Expressing concern over the quality of medical education, Prime Minister Manmohan Singh on Saturday said a “credible regulatory” mechanism should be put in place and a “serious look” given at the curriculum.
“There is a perception of deteriorating quality. We cannot allow this situation to continue. We must put in place a credible regulatory and institutional mechanism to help develop standards in our medical education”, he said in his address at the third Convocation in Jawaharlal Institute of Post graduate Medical Education and Research here.
He said a serious look at the curriculum for medical education needs to be taken so that doctors are trained to look at health in a holistic manner that goes beyond a narrow clinical and technology-driven approach.
Observing that the country faces “serious challenges” in assuring the health and well-being of people, he said, health indicators continue to be poor and high mortality rates of infants and pregnant women have been a cause of serious concern.
Despite decades of implementing health and family welfare programmes, the country was still faced with a situation where two thirds of health expenditure was borne by people from out of their pockets, with a large proportion of this expenditure being on purchase of drugs, he said.
“Our government has decided to continue the National Rural Health Mission for the next five years. We are now proposing a new National Urban Health Mission in order to focus on the health challenges in our towns and cities,” he said in the presence of Union Health Minister Ghulam Nabi Azad and others.
Singh said shortage of doctors, nurses and public health professionals was emerging as one of the most important impediments to providing universal health coverage and this was acute in rural areas, particularly in northern, central and eastern regions of the country.
Against a desirable rate of one doctor per 1,000 population and three nurses per doctor, the country has one doctor per 2,000 people and three nurses for every two doctors, he said.
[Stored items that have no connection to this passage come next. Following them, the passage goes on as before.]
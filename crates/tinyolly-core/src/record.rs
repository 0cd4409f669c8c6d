//! The normalized record model.
//!
//! The OTLP normalizer turns incoming protobuf/JSON payloads into these
//! records; the store persists them encoded and never mutates them. Records
//! reference their producing resource and instrumentation scope through
//! interning refs rather than embedding the attribute maps in every record.
//!
//! All timestamps are nanoseconds since the Unix epoch.

use crate::attr::{AttrMap, AttrValue};
use crate::ids::{SpanId, TraceId};
use crate::store::{ResourceRef, ScopeRef};
use serde::{Deserialize, Serialize};
use std::fmt;

// ---------------------------------------------------------------------------
// Resource & scope interning entries
// ---------------------------------------------------------------------------

/// Attributes describing a telemetry producer (`service.name`, `host.name`,
/// ...). Interned by content hash; immutable once interned.
#[derive(Debug, Clone, PartialEq, Default, Serialize, Deserialize)]
pub struct ResourceEntry {
    pub attributes: AttrMap,
}

impl ResourceEntry {
    /// The `service.name` resource attribute, if present.
    pub fn service_name(&self) -> Option<&str> {
        self.attributes.get("service.name").and_then(AttrValue::as_str)
    }

    /// Content hash used as the interning key.
    pub fn content_hash(&self) -> ResourceRef {
        crate::attr::fingerprint_attributes(&self.attributes)
    }
}

/// Instrumentation library identity.
#[derive(Debug, Clone, PartialEq, Default, Serialize, Deserialize)]
pub struct ScopeEntry {
    pub name: String,
    pub version: String,
}

impl ScopeEntry {
    pub fn content_hash(&self) -> ScopeRef {
        let mut attrs = AttrMap::new();
        attrs.insert("name".to_string(), AttrValue::Str(self.name.clone()));
        attrs.insert("version".to_string(), AttrValue::Str(self.version.clone()));
        crate::attr::fingerprint_attributes(&attrs)
    }
}

// ---------------------------------------------------------------------------
// Spans
// ---------------------------------------------------------------------------

/// Span kind per OTLP (`SPAN_KIND_*`).
#[derive(Debug, Clone, Copy, PartialEq, Eq, Serialize, Deserialize)]
pub enum SpanKind {
    Unspecified,
    Internal,
    Server,
    Client,
    Producer,
    Consumer,
}

impl SpanKind {
    pub fn from_i32(v: i32) -> Self {
        match v {
            1 => SpanKind::Internal,
            2 => SpanKind::Server,
            3 => SpanKind::Client,
            4 => SpanKind::Producer,
            5 => SpanKind::Consumer,
            _ => SpanKind::Unspecified,
        }
    }
}

/// Span status code per OTLP (`STATUS_CODE_*`).
#[derive(Debug, Clone, Copy, PartialEq, Eq, Serialize, Deserialize)]
pub enum StatusCode {
    Unset,
    Ok,
    Error,
}

impl StatusCode {
    pub fn from_i32(v: i32) -> Self {
        match v {
            1 => StatusCode::Ok,
            2 => StatusCode::Error,
            _ => StatusCode::Unset,
        }
    }
}

/// Span status: a code plus an optional human-readable message.
#[derive(Debug, Clone, PartialEq, Serialize, Deserialize)]
pub struct SpanStatus {
    pub code: StatusCode,
    pub message: String,
}

impl Default for SpanStatus {
    fn default() -> Self {
        Self {
            code: StatusCode::Unset,
            message: String::new(),
        }
    }
}

/// A timestamped event attached to a span.
#[derive(Debug, Clone, PartialEq, Serialize, Deserialize)]
pub struct SpanEvent {
    pub time_ns: u64,
    pub name: String,
    pub attributes: AttrMap,
}

/// A link from one span to another, possibly in a different trace.
#[derive(Debug, Clone, PartialEq, Serialize, Deserialize)]
pub struct SpanLink {
    pub trace_id: TraceId,
    pub span_id: SpanId,
    pub attributes: AttrMap,
}

/// A single normalized span.
#[derive(Debug, Clone, PartialEq, Serialize, Deserialize)]
pub struct SpanRecord {
    pub trace_id: TraceId,
    pub span_id: SpanId,
    pub parent_span_id: Option<SpanId>,
    pub name: String,
    pub kind: SpanKind,
    pub start_time_ns: u64,
    pub end_time_ns: u64,
    pub status: SpanStatus,
    pub attributes: AttrMap,
    pub events: Vec<SpanEvent>,
    pub links: Vec<SpanLink>,
    pub resource_ref: ResourceRef,
    pub scope_ref: ScopeRef,
    /// Denormalized from the resource so index writes and service filters
    /// never need an interning lookup.
    pub service_name: String,
}

impl SpanRecord {
    pub fn duration_ns(&self) -> u64 {
        self.end_time_ns.saturating_sub(self.start_time_ns)
    }

    pub fn is_error(&self) -> bool {
        self.status.code == StatusCode::Error
    }

    /// Look up a string attribute by any of the given keys, first match wins.
    pub fn attr_str(&self, keys: &[&str]) -> Option<&str> {
        keys.iter()
            .find_map(|k| self.attributes.get(*k))
            .and_then(AttrValue::as_str)
    }
}

/// Derived per-trace view served by `GET /api/traces`.
#[derive(Debug, Clone, Serialize, Deserialize)]
pub struct TraceSummary {
    pub trace_id: TraceId,
    pub span_count: usize,
    pub duration_ms: f64,
    pub start_time: u64,
    pub root_span_name: String,
    pub root_span_method: Option<String>,
    pub root_span_route: Option<String>,
    pub root_span_status: SpanStatus,
    pub service_name: String,
}

// ---------------------------------------------------------------------------
// Logs
// ---------------------------------------------------------------------------

/// A single normalized log record, optionally correlated to a span.
#[derive(Debug, Clone, PartialEq, Serialize, Deserialize)]
pub struct LogRecord {
    pub timestamp_ns: u64,
    pub severity_number: i32,
    pub severity_text: String,
    pub body: AttrValue,
    pub attributes: AttrMap,
    pub trace_id: Option<TraceId>,
    pub span_id: Option<SpanId>,
    pub resource_ref: ResourceRef,
    pub scope_ref: ScopeRef,
    pub service_name: String,
}

// ---------------------------------------------------------------------------
// Metrics
// ---------------------------------------------------------------------------

/// Metric kind, detected from the populated OTLP `data` oneof. Immutable for
/// the lifetime of a metric name within the retention window.
#[derive(Debug, Clone, Copy, PartialEq, Eq, Serialize, Deserialize)]
pub enum MetricKind {
    Gauge,
    Sum,
    Histogram,
    Summary,
    ExponentialHistogram,
}

impl MetricKind {
    pub fn as_str(&self) -> &'static str {
        match self {
            MetricKind::Gauge => "gauge",
            MetricKind::Sum => "sum",
            MetricKind::Histogram => "histogram",
            MetricKind::Summary => "summary",
            MetricKind::ExponentialHistogram => "exponential_histogram",
        }
    }
}

impl fmt::Display for MetricKind {
    fn fmt(&self, f: &mut fmt::Formatter<'_>) -> fmt::Result {
        f.write_str(self.as_str())
    }
}

/// Aggregation temporality for sums and histograms.
#[derive(Debug, Clone, Copy, PartialEq, Eq, Serialize, Deserialize)]
pub enum Temporality {
    Unspecified,
    Delta,
    Cumulative,
}

impl Temporality {
    pub fn from_i32(v: i32) -> Self {
        match v {
            1 => Temporality::Delta,
            2 => Temporality::Cumulative,
            _ => Temporality::Unspecified,
        }
    }

    pub fn as_str(&self) -> &'static str {
        match self {
            Temporality::Unspecified => "unspecified",
            Temporality::Delta => "delta",
            Temporality::Cumulative => "cumulative",
        }
    }
}

/// Catalog entry for a metric name.
#[derive(Debug, Clone, PartialEq, Serialize, Deserialize)]
pub struct MetricMeta {
    pub kind: MetricKind,
    pub unit: String,
    pub description: String,
    pub temporality: Temporality,
}

/// Identity of one series of a metric: the name plus the fingerprint of its
/// datapoint attributes combined with its resource.
#[derive(Debug, Clone, PartialEq, Eq, Hash, Serialize, Deserialize)]
pub struct SeriesKey {
    pub metric: String,
    pub fingerprint: u64,
}

/// A scalar value that may be integer or floating point on the wire.
#[derive(Debug, Clone, Copy, PartialEq, Serialize, Deserialize)]
pub enum NumberValue {
    Int(i64),
    Double(f64),
}

impl NumberValue {
    pub fn as_f64(&self) -> f64 {
        match self {
            NumberValue::Int(i) => *i as f64,
            NumberValue::Double(d) => *d,
        }
    }
}

/// Histogram payload with explicit bucket bounds.
#[derive(Debug, Clone, PartialEq, Serialize, Deserialize)]
pub struct HistogramPayload {
    pub count: u64,
    pub sum: f64,
    pub bucket_counts: Vec<u64>,
    pub explicit_bounds: Vec<f64>,
}

/// One side (positive or negative) of an exponential histogram.
#[derive(Debug, Clone, PartialEq, Default, Serialize, Deserialize)]
pub struct ExpBuckets {
    pub offset: i32,
    pub bucket_counts: Vec<u64>,
}

/// Native exponential histogram payload. Kept in base-2 exponential form in
/// storage; converted to explicit bounds only when a query renders it.
#[derive(Debug, Clone, PartialEq, Serialize, Deserialize)]
pub struct ExpHistogramPayload {
    pub count: u64,
    pub sum: f64,
    pub scale: i32,
    pub zero_count: u64,
    pub positive: ExpBuckets,
    pub negative: ExpBuckets,
}

impl ExpHistogramPayload {
    /// Convert to an explicit-bound histogram.
    ///
    /// Bucket `i` of the positive range covers
    /// `(base^(offset+i), base^(offset+i+1)]` with `base = 2^(2^-scale)`.
    /// Negative buckets and the zero bucket are folded into a leading
    /// underflow bucket, which is sufficient for duration-style data.
    pub fn to_explicit(&self) -> HistogramPayload {
        let base = 2f64.powf(2f64.powi(-self.scale));
        let n = self.positive.bucket_counts.len();

        let mut bounds = Vec::with_capacity(n + 1);
        let mut counts = Vec::with_capacity(n + 2);

        // Underflow bucket: zero + all negative observations.
        let underflow: u64 =
            self.zero_count + self.negative.bucket_counts.iter().copied().sum::<u64>();
        counts.push(underflow);
        bounds.push(base.powi(self.positive.offset));

        for (i, c) in self.positive.bucket_counts.iter().enumerate() {
            counts.push(*c);
            bounds.push(base.powi(self.positive.offset + i as i32 + 1));
        }
        // Final +Inf bucket is empty; every positive observation fell in a
        // bounded bucket above. counts.len() == bounds.len() + 1 per the
        // OTLP convention.
        counts.push(0);

        HistogramPayload {
            count: self.count,
            sum: self.sum,
            bucket_counts: counts,
            explicit_bounds: bounds,
        }
    }
}

/// Summary quantile value.
#[derive(Debug, Clone, PartialEq, Serialize, Deserialize)]
pub struct QuantileValue {
    pub quantile: f64,
    pub value: f64,
}

/// Summary payload (pre-aggregated quantiles).
#[derive(Debug, Clone, PartialEq, Serialize, Deserialize)]
pub struct SummaryPayload {
    pub count: u64,
    pub sum: f64,
    pub quantiles: Vec<QuantileValue>,
}

/// Kind-appropriate payload of a data point.
#[derive(Debug, Clone, PartialEq, Serialize, Deserialize)]
pub enum PointValue {
    Number(NumberValue),
    Histogram(HistogramPayload),
    Summary(SummaryPayload),
    ExpHistogram(ExpHistogramPayload),
}

/// A sampled measurement referencing a specific trace/span, enabling
/// metric-to-trace navigation.
#[derive(Debug, Clone, PartialEq, Serialize, Deserialize)]
pub struct Exemplar {
    pub timestamp_ns: u64,
    pub value: NumberValue,
    pub trace_id: Option<TraceId>,
    pub span_id: Option<SpanId>,
    pub filtered_attributes: AttrMap,
}

/// One point of one series.
#[derive(Debug, Clone, PartialEq, Serialize, Deserialize)]
pub struct DataPoint {
    pub timestamp_ns: u64,
    pub start_time_ns: u64,
    pub value: PointValue,
    pub exemplars: Vec<Exemplar>,
}

/// A fully normalized metric data point as handed to the store: metric
/// identity, series identity, and the point itself.
#[derive(Debug, Clone, PartialEq, Serialize, Deserialize)]
pub struct MetricPointRecord {
    pub name: String,
    pub meta: MetricMeta,
    pub resource_ref: ResourceRef,
    pub attributes: AttrMap,
    pub fingerprint: u64,
    pub point: DataPoint,
}

// ---------------------------------------------------------------------------
// OpAMP agent state
// ---------------------------------------------------------------------------

/// Connection status of a managed collector.
#[derive(Debug, Clone, Copy, PartialEq, Eq, Serialize, Deserialize)]
#[serde(rename_all = "lowercase")]
pub enum AgentStatus {
    Connected,
    Disconnected,
}

/// Last-known state of a collector managed over OpAMP. Retained after
/// disconnect until the same instance id re-registers.
#[derive(Debug, Clone, Serialize, Deserialize)]
pub struct AgentState {
    pub instance_id: String,
    pub agent_type: String,
    pub agent_version: String,
    pub effective_config: String,
    pub status: AgentStatus,
    pub last_seen_ns: u64,
}

#[cfg(test)]
mod tests {
    use super::*;

    #[test]
    fn span_duration_is_saturating() {
        let span = SpanRecord {
            trace_id: TraceId([1; 16]),
            span_id: SpanId([2; 8]),
            parent_span_id: None,
            name: "x".into(),
            kind: SpanKind::Server,
            start_time_ns: 100,
            end_time_ns: 50,
            status: SpanStatus::default(),
            attributes: AttrMap::new(),
            events: vec![],
            links: vec![],
            resource_ref: 0,
            scope_ref: 0,
            service_name: "svc".into(),
        };
        assert_eq!(span.duration_ns(), 0);
    }

    #[test]
    fn resource_service_name_lookup() {
        let mut attrs = AttrMap::new();
        attrs.insert("service.name".into(), AttrValue::Str("cart".into()));
        let res = ResourceEntry { attributes: attrs };
        assert_eq!(res.service_name(), Some("cart"));
        assert_eq!(ResourceEntry::default().service_name(), None);
    }

    #[test]
    fn identical_resources_hash_identically() {
        let mut attrs = AttrMap::new();
        attrs.insert("service.name".into(), AttrValue::Str("cart".into()));
        let a = ResourceEntry {
            attributes: attrs.clone(),
        };
        let b = ResourceEntry { attributes: attrs };
        assert_eq!(a.content_hash(), b.content_hash());
    }

    #[test]
    fn span_kind_and_status_from_wire_enums() {
        assert_eq!(SpanKind::from_i32(2), SpanKind::Server);
        assert_eq!(SpanKind::from_i32(99), SpanKind::Unspecified);
        assert_eq!(StatusCode::from_i32(2), StatusCode::Error);
        assert_eq!(StatusCode::from_i32(0), StatusCode::Unset);
    }

    #[test]
    fn exp_histogram_explicit_conversion_preserves_count() {
        let exp = ExpHistogramPayload {
            count: 10,
            sum: 55.0,
            scale: 0, // base 2
            zero_count: 1,
            positive: ExpBuckets {
                offset: 0,
                bucket_counts: vec![4, 3, 2],
            },
            negative: ExpBuckets::default(),
        };
        let explicit = exp.to_explicit();
        assert_eq!(explicit.count, 10);
        assert_eq!(explicit.bucket_counts.iter().sum::<u64>(), 10);
        // counts = bounds + 1 per OTLP convention
        assert_eq!(
            explicit.bucket_counts.len(),
            explicit.explicit_bounds.len() + 1
        );
        // base 2, offset 0: bucket edges at 1, 2, 4, 8
        assert_eq!(explicit.explicit_bounds, vec![1.0, 2.0, 4.0, 8.0]);
    }

    #[test]
    fn metric_kind_display() {
        assert_eq!(MetricKind::Gauge.to_string(), "gauge");
        assert_eq!(
            MetricKind::ExponentialHistogram.to_string(),
            "exponential_histogram"
        );
    }
}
“The Centre and the state governments, particularly state governments of the under-served regions, need to put their heads together, prepare strategies and implement urgent measures to remedy the situation”, he said.
Noting that effective health care involved a multi-layered workforce working cohesively as a team rather than individuals acting in a disconnected manner, he said, medical education should accordingly be reconfigured to produce a technically competent, socially sensitive, ethically correct and ready to serve health professional, who can respond to the diverse demands of health needs.
“False hierarchies should be shunned. Mutual respect and a sense of shared responsibility should form the basis of effective team work”, Singh said, adding that the Medical Council of India was in the process of revising the MBBS curriculum and incorporating training in Community Medicine at all levels.
Construction of six AIIMS-like institutions at Bhopal, Bhubaneswar, Jodhpur, Patna, Raipur and Rishikesh was in full swing. The medical colleges were expected to be functional from 2012-13 academic session and the hospitals by 2013-14, he said.